**Assignment:**
Below are the records. Count the lines containing the string "either", and reply with the number alone.

(Collected data)

..............................

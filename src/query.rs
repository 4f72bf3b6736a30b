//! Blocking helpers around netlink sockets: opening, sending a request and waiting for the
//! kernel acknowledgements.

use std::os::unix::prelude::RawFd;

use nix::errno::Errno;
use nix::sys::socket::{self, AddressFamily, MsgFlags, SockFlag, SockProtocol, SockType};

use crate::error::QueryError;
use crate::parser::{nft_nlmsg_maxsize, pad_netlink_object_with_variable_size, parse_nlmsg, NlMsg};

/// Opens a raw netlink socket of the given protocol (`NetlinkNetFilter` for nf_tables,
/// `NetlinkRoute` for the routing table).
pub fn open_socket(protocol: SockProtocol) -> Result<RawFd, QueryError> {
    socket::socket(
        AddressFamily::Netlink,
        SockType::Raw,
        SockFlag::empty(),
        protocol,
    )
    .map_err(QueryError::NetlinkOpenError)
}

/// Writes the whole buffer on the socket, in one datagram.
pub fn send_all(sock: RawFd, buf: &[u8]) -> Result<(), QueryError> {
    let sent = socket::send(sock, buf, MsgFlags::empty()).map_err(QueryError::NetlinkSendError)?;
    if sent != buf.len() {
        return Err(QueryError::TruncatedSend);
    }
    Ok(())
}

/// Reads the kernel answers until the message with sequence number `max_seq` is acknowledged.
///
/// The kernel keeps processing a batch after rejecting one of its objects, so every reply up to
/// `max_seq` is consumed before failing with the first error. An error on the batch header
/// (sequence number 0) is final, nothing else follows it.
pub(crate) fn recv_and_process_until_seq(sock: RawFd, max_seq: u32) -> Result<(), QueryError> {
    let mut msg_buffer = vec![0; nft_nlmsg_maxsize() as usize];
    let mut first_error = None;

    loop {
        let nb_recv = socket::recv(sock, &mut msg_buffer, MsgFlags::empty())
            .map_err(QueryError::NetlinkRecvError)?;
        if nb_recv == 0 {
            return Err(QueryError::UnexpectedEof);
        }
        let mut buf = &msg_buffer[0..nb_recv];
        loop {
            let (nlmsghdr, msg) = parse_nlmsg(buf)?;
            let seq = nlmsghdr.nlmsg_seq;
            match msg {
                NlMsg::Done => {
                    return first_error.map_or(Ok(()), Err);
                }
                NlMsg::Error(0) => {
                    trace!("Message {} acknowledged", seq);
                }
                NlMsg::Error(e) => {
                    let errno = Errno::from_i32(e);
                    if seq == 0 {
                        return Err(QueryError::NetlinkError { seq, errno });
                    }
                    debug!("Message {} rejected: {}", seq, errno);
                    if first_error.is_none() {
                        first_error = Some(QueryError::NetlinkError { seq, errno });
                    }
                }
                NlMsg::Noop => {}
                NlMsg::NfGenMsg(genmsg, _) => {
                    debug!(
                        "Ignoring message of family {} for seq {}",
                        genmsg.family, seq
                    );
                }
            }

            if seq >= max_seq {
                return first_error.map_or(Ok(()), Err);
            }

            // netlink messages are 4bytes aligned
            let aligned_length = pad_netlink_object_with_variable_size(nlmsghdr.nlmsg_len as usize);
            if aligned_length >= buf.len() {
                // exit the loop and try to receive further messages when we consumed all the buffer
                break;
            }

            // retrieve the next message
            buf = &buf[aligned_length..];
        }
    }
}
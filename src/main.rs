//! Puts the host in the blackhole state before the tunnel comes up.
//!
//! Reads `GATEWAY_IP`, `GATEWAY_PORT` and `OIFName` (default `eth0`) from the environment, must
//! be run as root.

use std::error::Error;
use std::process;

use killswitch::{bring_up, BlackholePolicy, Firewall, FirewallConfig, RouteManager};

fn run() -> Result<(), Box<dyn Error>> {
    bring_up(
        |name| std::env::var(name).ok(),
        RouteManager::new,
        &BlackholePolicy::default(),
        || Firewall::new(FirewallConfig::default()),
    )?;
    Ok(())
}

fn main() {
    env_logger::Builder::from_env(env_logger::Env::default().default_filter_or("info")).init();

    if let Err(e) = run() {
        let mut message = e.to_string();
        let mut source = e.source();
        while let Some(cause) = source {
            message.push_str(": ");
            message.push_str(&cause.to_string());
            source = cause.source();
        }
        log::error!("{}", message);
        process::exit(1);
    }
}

..............................

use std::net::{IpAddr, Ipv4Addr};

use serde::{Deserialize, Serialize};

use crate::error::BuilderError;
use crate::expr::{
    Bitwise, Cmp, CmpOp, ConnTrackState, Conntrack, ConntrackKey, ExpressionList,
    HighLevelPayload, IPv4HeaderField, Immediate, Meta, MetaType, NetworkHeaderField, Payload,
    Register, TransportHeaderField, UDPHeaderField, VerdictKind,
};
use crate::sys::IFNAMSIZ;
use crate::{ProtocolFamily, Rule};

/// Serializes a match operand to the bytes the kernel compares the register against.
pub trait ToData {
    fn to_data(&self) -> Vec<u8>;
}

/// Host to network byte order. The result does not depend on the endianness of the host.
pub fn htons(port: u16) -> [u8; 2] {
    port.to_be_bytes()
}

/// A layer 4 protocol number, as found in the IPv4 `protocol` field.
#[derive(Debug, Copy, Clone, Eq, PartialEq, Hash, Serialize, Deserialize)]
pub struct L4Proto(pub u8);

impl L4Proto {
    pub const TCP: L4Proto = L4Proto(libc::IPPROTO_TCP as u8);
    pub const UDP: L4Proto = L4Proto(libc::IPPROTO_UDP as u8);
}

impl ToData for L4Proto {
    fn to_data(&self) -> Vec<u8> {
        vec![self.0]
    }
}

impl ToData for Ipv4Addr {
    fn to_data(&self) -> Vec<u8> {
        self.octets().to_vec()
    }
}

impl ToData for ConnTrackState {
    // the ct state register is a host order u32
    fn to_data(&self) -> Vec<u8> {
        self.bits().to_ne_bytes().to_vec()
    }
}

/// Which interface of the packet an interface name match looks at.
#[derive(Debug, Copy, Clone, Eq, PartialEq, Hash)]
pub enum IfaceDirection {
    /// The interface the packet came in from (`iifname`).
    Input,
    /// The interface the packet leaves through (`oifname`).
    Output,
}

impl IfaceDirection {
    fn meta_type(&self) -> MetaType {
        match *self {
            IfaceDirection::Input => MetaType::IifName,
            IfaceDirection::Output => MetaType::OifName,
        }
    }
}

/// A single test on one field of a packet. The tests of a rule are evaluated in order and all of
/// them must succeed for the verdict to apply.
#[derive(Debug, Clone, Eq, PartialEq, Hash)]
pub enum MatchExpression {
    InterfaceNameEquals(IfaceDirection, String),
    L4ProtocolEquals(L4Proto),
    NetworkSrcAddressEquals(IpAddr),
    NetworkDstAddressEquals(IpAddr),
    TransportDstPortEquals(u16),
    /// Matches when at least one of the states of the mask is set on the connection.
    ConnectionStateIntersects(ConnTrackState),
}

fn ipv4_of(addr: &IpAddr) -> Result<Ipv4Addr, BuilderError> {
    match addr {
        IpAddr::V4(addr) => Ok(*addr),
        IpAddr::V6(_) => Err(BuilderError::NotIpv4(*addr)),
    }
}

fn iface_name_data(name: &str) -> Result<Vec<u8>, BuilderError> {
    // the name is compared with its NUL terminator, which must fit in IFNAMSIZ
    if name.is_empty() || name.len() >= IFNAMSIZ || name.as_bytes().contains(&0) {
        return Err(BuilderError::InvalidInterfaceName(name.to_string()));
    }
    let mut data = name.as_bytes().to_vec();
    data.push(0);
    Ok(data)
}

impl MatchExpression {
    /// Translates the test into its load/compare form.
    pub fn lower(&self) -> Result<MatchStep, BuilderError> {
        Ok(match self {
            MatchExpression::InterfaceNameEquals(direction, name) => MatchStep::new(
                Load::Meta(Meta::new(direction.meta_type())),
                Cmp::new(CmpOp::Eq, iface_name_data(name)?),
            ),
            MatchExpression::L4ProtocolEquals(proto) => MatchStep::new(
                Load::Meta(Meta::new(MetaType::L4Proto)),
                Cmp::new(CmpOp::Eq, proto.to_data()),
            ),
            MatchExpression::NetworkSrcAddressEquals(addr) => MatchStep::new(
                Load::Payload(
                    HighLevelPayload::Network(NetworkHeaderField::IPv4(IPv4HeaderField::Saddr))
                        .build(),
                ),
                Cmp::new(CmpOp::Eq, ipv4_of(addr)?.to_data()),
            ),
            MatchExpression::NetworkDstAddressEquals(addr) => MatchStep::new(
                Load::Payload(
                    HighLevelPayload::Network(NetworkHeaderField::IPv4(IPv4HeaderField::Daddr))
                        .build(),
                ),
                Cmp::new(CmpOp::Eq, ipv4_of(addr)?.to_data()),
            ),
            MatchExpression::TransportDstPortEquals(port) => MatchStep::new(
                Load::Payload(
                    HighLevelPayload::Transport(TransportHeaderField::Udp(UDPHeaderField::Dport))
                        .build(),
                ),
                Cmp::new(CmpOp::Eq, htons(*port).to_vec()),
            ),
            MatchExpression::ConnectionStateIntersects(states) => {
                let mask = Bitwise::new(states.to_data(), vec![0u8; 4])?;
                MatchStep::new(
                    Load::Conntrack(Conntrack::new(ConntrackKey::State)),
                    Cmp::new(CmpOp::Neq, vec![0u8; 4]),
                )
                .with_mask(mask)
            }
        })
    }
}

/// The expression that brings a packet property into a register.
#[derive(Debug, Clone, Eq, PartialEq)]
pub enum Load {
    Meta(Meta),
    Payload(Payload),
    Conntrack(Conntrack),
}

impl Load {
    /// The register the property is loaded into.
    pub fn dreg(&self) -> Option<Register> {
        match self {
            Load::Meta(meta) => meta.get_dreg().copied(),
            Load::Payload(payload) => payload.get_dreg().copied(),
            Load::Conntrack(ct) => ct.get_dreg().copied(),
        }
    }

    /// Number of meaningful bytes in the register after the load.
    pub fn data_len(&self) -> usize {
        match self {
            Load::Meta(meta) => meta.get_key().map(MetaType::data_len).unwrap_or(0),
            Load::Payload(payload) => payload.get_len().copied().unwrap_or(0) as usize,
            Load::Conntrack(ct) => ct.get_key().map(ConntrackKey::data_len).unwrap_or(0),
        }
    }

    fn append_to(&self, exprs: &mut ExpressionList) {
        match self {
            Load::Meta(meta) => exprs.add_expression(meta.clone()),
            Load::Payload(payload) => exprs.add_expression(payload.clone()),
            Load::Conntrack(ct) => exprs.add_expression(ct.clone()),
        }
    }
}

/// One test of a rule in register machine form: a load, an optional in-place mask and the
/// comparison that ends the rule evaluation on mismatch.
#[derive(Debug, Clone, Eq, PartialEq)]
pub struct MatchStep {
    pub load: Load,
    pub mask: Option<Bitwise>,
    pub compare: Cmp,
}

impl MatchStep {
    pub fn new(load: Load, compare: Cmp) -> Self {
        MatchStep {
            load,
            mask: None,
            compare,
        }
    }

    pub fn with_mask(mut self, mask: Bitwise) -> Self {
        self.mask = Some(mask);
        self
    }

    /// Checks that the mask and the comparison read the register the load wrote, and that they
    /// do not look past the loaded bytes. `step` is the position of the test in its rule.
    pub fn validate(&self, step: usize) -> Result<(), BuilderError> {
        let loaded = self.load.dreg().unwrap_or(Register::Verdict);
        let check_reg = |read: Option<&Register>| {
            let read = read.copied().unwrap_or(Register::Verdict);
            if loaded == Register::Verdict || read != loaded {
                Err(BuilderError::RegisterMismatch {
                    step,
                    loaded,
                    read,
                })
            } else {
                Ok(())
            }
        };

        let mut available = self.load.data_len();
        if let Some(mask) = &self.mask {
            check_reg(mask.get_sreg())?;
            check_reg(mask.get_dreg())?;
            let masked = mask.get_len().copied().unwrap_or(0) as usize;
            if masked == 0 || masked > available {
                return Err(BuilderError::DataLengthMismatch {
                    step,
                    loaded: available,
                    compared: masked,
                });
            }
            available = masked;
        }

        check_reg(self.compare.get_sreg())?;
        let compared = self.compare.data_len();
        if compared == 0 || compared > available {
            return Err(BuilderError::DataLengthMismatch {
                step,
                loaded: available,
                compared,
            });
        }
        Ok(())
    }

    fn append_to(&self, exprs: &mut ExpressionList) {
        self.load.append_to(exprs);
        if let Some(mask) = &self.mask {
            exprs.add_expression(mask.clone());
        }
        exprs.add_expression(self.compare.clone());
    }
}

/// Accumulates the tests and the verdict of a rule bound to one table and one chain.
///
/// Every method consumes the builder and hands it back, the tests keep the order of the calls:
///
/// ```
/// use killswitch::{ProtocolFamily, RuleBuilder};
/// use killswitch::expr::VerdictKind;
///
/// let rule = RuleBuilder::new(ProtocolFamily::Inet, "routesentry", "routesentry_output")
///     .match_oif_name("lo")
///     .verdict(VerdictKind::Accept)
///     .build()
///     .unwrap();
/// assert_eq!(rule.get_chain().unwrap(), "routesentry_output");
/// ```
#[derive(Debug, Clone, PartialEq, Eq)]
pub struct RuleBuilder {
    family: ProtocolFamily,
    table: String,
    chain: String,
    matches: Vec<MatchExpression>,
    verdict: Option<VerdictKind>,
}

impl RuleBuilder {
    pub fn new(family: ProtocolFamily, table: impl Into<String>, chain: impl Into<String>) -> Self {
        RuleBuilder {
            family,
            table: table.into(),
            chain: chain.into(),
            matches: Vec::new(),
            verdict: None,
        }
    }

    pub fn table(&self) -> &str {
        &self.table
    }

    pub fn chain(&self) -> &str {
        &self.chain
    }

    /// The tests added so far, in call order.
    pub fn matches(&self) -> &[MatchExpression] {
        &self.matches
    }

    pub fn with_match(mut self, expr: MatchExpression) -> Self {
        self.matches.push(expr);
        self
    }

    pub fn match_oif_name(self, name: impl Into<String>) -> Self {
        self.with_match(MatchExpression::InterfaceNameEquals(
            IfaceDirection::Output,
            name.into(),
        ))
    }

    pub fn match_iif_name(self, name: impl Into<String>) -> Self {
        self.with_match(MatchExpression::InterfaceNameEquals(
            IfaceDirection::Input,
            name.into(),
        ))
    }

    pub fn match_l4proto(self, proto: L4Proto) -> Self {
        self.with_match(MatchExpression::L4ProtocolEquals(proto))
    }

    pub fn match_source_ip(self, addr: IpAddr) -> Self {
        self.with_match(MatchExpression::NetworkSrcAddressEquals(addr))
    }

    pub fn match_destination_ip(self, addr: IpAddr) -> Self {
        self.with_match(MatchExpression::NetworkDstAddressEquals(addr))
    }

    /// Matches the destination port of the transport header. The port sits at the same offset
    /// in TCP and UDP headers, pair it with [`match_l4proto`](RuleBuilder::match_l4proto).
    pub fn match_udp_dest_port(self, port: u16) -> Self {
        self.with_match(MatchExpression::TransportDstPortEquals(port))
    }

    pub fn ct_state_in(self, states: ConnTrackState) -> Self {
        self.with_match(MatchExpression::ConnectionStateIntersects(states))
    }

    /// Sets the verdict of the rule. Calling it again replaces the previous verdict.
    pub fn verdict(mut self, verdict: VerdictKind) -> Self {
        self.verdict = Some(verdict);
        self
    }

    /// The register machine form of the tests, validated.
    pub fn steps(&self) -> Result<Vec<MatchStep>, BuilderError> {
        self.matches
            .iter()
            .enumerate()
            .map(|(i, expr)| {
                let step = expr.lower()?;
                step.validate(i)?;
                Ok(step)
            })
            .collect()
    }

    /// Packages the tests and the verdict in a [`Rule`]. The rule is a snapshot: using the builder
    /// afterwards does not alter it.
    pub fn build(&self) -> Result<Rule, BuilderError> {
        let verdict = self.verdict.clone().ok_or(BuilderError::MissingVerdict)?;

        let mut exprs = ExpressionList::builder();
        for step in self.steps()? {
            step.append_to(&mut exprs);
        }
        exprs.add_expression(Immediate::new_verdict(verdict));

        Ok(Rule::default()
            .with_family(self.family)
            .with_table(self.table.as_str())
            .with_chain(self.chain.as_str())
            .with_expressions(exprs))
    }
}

..............................

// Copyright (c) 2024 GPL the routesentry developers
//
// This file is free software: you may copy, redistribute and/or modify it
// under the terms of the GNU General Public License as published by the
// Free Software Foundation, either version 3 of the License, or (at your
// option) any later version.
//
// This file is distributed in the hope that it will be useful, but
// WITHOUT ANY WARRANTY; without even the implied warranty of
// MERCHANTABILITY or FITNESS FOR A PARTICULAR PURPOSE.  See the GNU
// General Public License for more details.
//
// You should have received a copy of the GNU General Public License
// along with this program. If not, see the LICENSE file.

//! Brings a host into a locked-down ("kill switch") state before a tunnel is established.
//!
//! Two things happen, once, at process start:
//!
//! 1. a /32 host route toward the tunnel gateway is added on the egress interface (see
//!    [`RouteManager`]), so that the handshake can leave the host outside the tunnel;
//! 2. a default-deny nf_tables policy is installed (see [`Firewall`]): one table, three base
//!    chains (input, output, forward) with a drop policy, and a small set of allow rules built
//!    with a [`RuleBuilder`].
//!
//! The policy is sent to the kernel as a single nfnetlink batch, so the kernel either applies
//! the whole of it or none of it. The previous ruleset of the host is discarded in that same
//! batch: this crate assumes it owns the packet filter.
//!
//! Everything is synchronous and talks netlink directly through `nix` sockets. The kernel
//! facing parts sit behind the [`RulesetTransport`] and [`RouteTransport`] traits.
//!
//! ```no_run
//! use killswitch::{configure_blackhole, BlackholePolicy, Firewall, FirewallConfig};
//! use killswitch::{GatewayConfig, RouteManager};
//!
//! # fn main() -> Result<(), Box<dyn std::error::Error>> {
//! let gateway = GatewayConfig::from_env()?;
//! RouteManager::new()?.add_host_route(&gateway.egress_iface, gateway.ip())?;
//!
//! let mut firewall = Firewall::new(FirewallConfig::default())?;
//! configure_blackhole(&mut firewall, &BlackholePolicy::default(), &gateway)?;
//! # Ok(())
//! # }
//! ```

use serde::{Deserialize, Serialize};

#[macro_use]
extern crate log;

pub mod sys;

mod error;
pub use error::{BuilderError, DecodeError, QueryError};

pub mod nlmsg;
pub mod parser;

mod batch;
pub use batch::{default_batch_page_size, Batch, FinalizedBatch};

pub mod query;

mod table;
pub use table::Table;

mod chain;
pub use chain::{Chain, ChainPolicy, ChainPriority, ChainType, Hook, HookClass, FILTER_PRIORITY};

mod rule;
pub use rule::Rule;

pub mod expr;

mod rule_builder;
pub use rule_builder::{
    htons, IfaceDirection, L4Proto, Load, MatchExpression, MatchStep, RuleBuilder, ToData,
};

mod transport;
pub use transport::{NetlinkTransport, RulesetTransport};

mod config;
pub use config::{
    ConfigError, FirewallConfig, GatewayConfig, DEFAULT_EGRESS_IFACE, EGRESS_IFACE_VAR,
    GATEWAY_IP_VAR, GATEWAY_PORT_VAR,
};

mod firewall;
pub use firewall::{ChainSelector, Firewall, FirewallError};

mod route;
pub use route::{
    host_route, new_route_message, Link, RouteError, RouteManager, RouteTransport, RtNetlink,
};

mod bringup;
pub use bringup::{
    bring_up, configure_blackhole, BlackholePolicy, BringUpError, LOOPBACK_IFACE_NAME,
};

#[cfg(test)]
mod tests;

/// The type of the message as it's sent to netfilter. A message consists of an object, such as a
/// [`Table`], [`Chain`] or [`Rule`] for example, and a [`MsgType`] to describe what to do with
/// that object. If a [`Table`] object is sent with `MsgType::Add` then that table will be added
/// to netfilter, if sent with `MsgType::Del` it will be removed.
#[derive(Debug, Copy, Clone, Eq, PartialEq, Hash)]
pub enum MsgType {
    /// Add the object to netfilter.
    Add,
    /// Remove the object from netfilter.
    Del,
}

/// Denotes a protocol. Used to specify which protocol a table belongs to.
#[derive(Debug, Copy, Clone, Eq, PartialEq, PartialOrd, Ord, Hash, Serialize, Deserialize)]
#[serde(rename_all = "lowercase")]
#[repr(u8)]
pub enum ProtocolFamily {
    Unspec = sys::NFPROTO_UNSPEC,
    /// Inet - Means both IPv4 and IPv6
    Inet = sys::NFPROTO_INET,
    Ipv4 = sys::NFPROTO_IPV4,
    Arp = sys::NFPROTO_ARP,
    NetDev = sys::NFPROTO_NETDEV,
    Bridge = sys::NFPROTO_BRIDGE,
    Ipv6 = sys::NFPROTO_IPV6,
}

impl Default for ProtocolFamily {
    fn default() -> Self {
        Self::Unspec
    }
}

..............................

**Response to this exercise:**
2